(1.) The petitioner, Fong Kun, has been convicted under Section 9 of the Opium Act (I of 1875) of being in possession of contraband opium and sentenced to rigorous imprisonment for six months. A railway receipt was traced to the possession of the petitioner which covered a parcel consigned to him by a correspondent in Assam. A letter addressed to the petitioner advising him of the despatch of the parcel was recovered at the same time. In that letter the contents of the parcel were described as "five numbers." The parcel was subsequently opened and found to contain five seers of opium. The circumstances leave no room for doubt that the petitioner was trafficking in smuggled opium.
(2.) It was held in Kashi Nath Bania v. Emperor (1905) I.L.R. 32 Calc. 557, that in such a case, the consignee knowing that the parcel had been sent to him and that it contained opium, the possession of the railway receipt constituted possession of the opium within the meaning of Section 9 of the Opium Act. That case was followed, though reluctantly, in Ashruf All v. Emperor (1909) I.L.R. 36 Cale. 1016, and we are bound by these decisions unless we are able to hold, as the Court held in Kali Charan Mukherjee v. Emperor (1913) I.L.R. 41 Cale. 537, that on the facts they are distinguishable.

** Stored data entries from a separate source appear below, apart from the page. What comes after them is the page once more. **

use std::time::Duration;

use async_trait::async_trait;
use reqwest::{Client, StatusCode};
use serde::{Deserialize, Serialize};

use crate::application::ports::{LlmClient, LlmClientError};
use crate::domain::{CompletionRequest, PromptMessage};

pub const DEFAULT_ENDPOINT: &str = "https://openrouter.ai/api/v1/chat/completions";
pub const DEFAULT_MODEL: &str = "gpt-3.5-turbo";
pub const DEFAULT_TIMEOUT: Duration = Duration::from_secs(60);

const MAX_ERROR_BODY_CHARS: usize = 500;

/// Client for an OpenAI-compatible `chat/completions` endpoint.
pub struct OpenAiClient {
    client: Client,
    endpoint: String,
    api_key: String,
    model: String,
    timeout: Duration,
}

#[derive(Serialize)]
struct ChatCompletionRequest<'a> {
    model: &'a str,
    messages: &'a [PromptMessage],
    temperature: f32,
    max_tokens: usize,
}

#[derive(Deserialize)]
struct ChatCompletionResponse {
    #[serde(default)]
    choices: Vec<ChatChoice>,
    #[serde(default)]
    text: Option<String>,
    #[serde(default)]
    generated_text: Option<String>,
}

#[derive(Deserialize)]
struct ChatChoice {
    #[serde(default)]
    message: Option<ChoiceMessage>,
    #[serde(default)]
    text: Option<String>,
}

#[derive(Deserialize)]
struct ChoiceMessage {
    #[serde(default)]
    content: Option<String>,
}

#[derive(Deserialize)]
struct ProviderErrorBody {
    error: ProviderErrorDetail,
}

#[derive(Deserialize)]
#[serde(untagged)]
enum ProviderErrorDetail {
    Structured { message: String },
    Plain(String),
}

impl ChatCompletionResponse {
    fn into_content(self) -> Option<String> {
        let from_choice = self.choices.into_iter().next().and_then(|choice| {
            choice
                .message
                .and_then(|m| m.content)
                .filter(|c| !c.trim().is_empty())
                .or(choice.text)
        });

        from_choice
            .filter(|c| !c.trim().is_empty())
            .or(self.text)
            .filter(|c| !c.trim().is_empty())
            .or(self.generated_text)
            .map(|c| c.trim().to_string())
            .filter(|c| !c.is_empty())
    }
}

impl OpenAiClient {
    pub fn new(endpoint: &str, api_key: String, model: String, timeout: Duration) -> Self {
        let client = Client::builder()
            .timeout(timeout)
            .build()
            .unwrap_or_else(|e| {
                tracing::warn!(error = %e, "Falling back to default HTTP client");
                Client::new()
            });

        Self {
            client,
            endpoint: endpoint.trim_end_matches('/').to_string(),
            api_key: api_key.trim().to_string(),
            model,
            timeout,
        }
    }

    fn classify_transport_error(&self, error: reqwest::Error) -> LlmClientError {
        if error.is_timeout() {
            LlmClientError::ProviderTimeout(self.timeout)
        } else {
            LlmClientError::RequestFailed(error.to_string())
        }
    }
}

#[async_trait]
impl LlmClient for OpenAiClient {
    #[tracing::instrument(
        skip(self, request),
        fields(model = %self.model, messages = request.messages.len())
    )]
    async fn complete(&self, request: &CompletionRequest) -> Result<String, LlmClientError> {
        if request.messages.is_empty() || request.is_blank() {
            return Err(LlmClientError::EmptyPrompt);
        }

        if self.api_key.is_empty() {
            tracing::warn!("No provider credential configured; skipping provider call");
            return Err(LlmClientError::MissingCredential);
        }

        let body = ChatCompletionRequest {
            model: &self.model,
            messages: &request.messages,
            temperature: request.temperature,
            max_tokens: request.max_tokens,
        };

        let response = self
            .client
            .post(&self.endpoint)
            .header("Authorization", format!("Bearer {}", self.api_key))
            .json(&body)
            .send()
            .await
            .map_err(|e| self.classify_transport_error(e))?;

        let status = response.status();
        tracing::debug!(status = status.as_u16(), "Provider responded");

        if status == StatusCode::UNAUTHORIZED || status == StatusCode::FORBIDDEN {
            return Err(LlmClientError::AuthenticationFailed {
                status: status.as_u16(),
            });
        }

        if !status.is_success() {
            let body = response.text().await.unwrap_or_default();
            tracing::error!(status = status.as_u16(), body = %body, "Provider returned an error");
            return Err(LlmClientError::ProviderError {
                status: status.as_u16(),
                message: provider_message(&body),
            });
        }

        let raw = response
            .bytes()
            .await
            .map_err(|e| self.classify_transport_error(e))?;

        let completion: ChatCompletionResponse = serde_json::from_slice(&raw).map_err(|e| {
            tracing::error!(raw_response = %String::from_utf8_lossy(&raw), "Failed to parse provider JSON");
            LlmClientError::MalformedResponse(e.to_string())
        })?;

        completion
            .into_content()
            .ok_or_else(|| LlmClientError::MalformedResponse("no content in reply".to_string()))
    }

    fn has_credential(&self) -> bool {
        !self.api_key.is_empty()
    }

    fn model(&self) -> &str {
        &self.model
    }
}

/// Extracts `error.message` from a provider error body, falling back to the raw text.
fn provider_message(body: &str) -> Option<String> {
    if let Ok(parsed) = serde_json::from_str::<ProviderErrorBody>(body) {
        return Some(match parsed.error {
            ProviderErrorDetail::Structured { message } => message,
            ProviderErrorDetail::Plain(message) => message,
        });
    }

    let trimmed = body.trim();
    if trimmed.is_empty() {
        None
    } else {
        Some(trimmed.chars().take(MAX_ERROR_BODY_CHARS).collect())
    }
}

(3.) It is suggested here that because two days before the railway receipt came into the petitioner s hand, the police, acting on information received, had told the Railway parcel clerk not to part with the parcel and had tied a piece of red tape round it and sealed it, therefore the petitioner as holder of the receipt had no possession of the parcel. The precautions taken by the police were intended merely to, prevent delivery being given without their cognizance. At the time neither the police nor the parcel clerk knew for certain what was in the parcel. Nothing was done which affected the legal rights of the, parties or deprived the petitioner of possession or right to possession under and by virtue of the receipt. His possession continued until the parcel was opened and the opium was actually seized. That was after the receipt had been obtained from the petitioner. The facts, as it seems to me, do not justify a distinction being drawn between the present case and the cases to which I have referred.